The problem is that it “was so weak that an agent joked it must have been written by a nutjob,” the New York Post writes. The explosive quotes blasted out of John Durham’s long awaited trial of Michael Sussmann on Tuesday.
The subject came up during cross-examination. Scott Hellman was a supervisory agent for the FBI at the time he was handed a “paper and two thumb drives of data.” He wrote an email about his opinion of it, which he was confronted with in court.
“It feels a little 51-50ish,” Hellman observed. When defense attorney Sean Berkowitz opened the door by asking what he meant by that, Hellman kicked it in. “I thought perhaps the person who drafted this document was suffering from a mental disability.”
The FBI agent was referring to Section 5150 of California’s Welfare and Institutions Code. That’s the one which “allows authorities to involuntarily hospitalize mentally ill people for up to 72 hours.”
It’s general slang in the locality. He was implying that whoever wrote that crap needed a mental health checkup, quick.
Numerous red flags
Berkowitz was in damage control mode when he cross-examined agent Hellman. The FBI Information Tech specialist had just finished saying some interesting things under direct interrogation. For instance, he testified that the material “was marked by numerous red flags.”
The fishy nature of the evidence started with the chain of custody. Deputy Assistant Director Peter Strzok was part of that chain. He used the obviously manufactured misdirection to open the Crossfire Hurricane investigation.
Hellman knew it was fake from the first thing he saw. The “internet domain name assigned to the server” was a “a dead giveaway to the FBI that nothing nefarious was going on,” because the word “Trump” was in the name. If Russia did it, they would have wiped away the fingerprints. “We believe Russia would have a much more technical capability to hide organizations. It wouldn’t be so overt and direct.”
When he read the paper, it was crap. Hellman “did not agree with the conclusion in the paper” he reviewed.
“I felt that whoever had written that paper had jumped to some conclusions that were not supported by the technical data.” Not only that, the FBI expert “did not feel they were objective in the conclusions they came to.
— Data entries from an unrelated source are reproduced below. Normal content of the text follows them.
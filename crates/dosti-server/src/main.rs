//! dosti-server binary.
//!
//! Reads `config.toml` (or the path specified with `--config`) layered under
//! `DOSTI_*` environment variables, opens an in-process SQLite store, and
//! serves the JSON API over HTTP.

use std::{
  path::{Path, PathBuf},
  sync::Arc,
};

use anyhow::Context as _;
use clap::Parser;
use dosti_core::ChatEngine;
use dosti_server::ServerConfig;
use dosti_store_sqlite::{DEFAULT_FEED_CAPACITY, SqliteStore};
use tokio::net::TcpListener;
use tracing::level_filters::LevelFilter;
use tracing_subscriber::EnvFilter;

#[derive(Parser)]
#[command(author, version, about = "Dosti chat server")]
struct Cli {
  /// Path to the TOML configuration file.
  #[arg(short, long, default_value = "config.toml")]
  config: PathBuf,
}

#[tokio::main]
async fn main() -> anyhow::Result<()> {
  // Initialise tracing.
  tracing_subscriber::fmt()
    .with_env_filter(
      EnvFilter::builder()
        .with_default_directive(LevelFilter::INFO.into())
        .from_env_lossy(),
    )
    .init();

  let cli = Cli::parse();

  // Load configuration.
  let settings = config::Config::builder()
    .set_default("host", "127.0.0.1")?
    .set_default("port", 8080_i64)?
    .set_default("store_path", "~/.local/share/dosti/dosti.db")?
    .set_default("feed_capacity", DEFAULT_FEED_CAPACITY as i64)?
    .add_source(config::File::from(cli.config).required(false))
    .add_source(config::Environment::with_prefix("DOSTI").try_parsing(true))
    .build()
    .context("failed to read config file")?;

  let server_cfg: ServerConfig = settings
    .try_deserialize()
    .context("failed to deserialise ServerConfig")?;

  // Expand `~` in store path.
  let store_path = expand_tilde(&server_cfg.store_path);
  if let Some(parent) = store_path.parent()
    && !parent.as_os_str().is_empty()
  {
    std::fs::create_dir_all(parent)
      .with_context(|| format!("failed to create {parent:?}"))?;
  }

  // Open SQLite store.
  let store = SqliteStore::open_with_capacity(&store_path, server_cfg.feed_capacity)
    .await
    .with_context(|| format!("failed to open store at {store_path:?}"))?;

  let engine = Arc::new(ChatEngine::new(Arc::new(store)));
  let app = dosti_server::app(engine);
  let address = server_cfg.address();

  tracing::info!("Listening on http://{address}");
  let listener = TcpListener::bind(&address)
    .await
    .with_context(|| format!("failed to bind {address}"))?;

  axum::serve(listener, app).await.context("server error")?;

  Ok(())
}

/// Expand a leading `~` to the user's home directory.
fn expand_tilde(path: &Path) -> PathBuf {
  let s = path.to_string_lossy();
  if let Some(rest) = s.strip_prefix("~/")
    && let Ok(home) = std::env::var("HOME")
  {
    return PathBuf::from(home).join(rest);
  }
  path.to_path_buf()
}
The assumption is so far-reaching it just didn’t make any sense.”
It looked to him like “whoever authored the report simply searched for ‘Trump’ on a dataset of email servers” to make the “since-debunked connection.” The thing that really made Hellman suspicious is the fact nobody would tell him where the stuff came from. The “incomplete record shows that Baker passed the drives to then-agent Peter Strzok.” Strzok gave it to someone else who gave it to Hellman.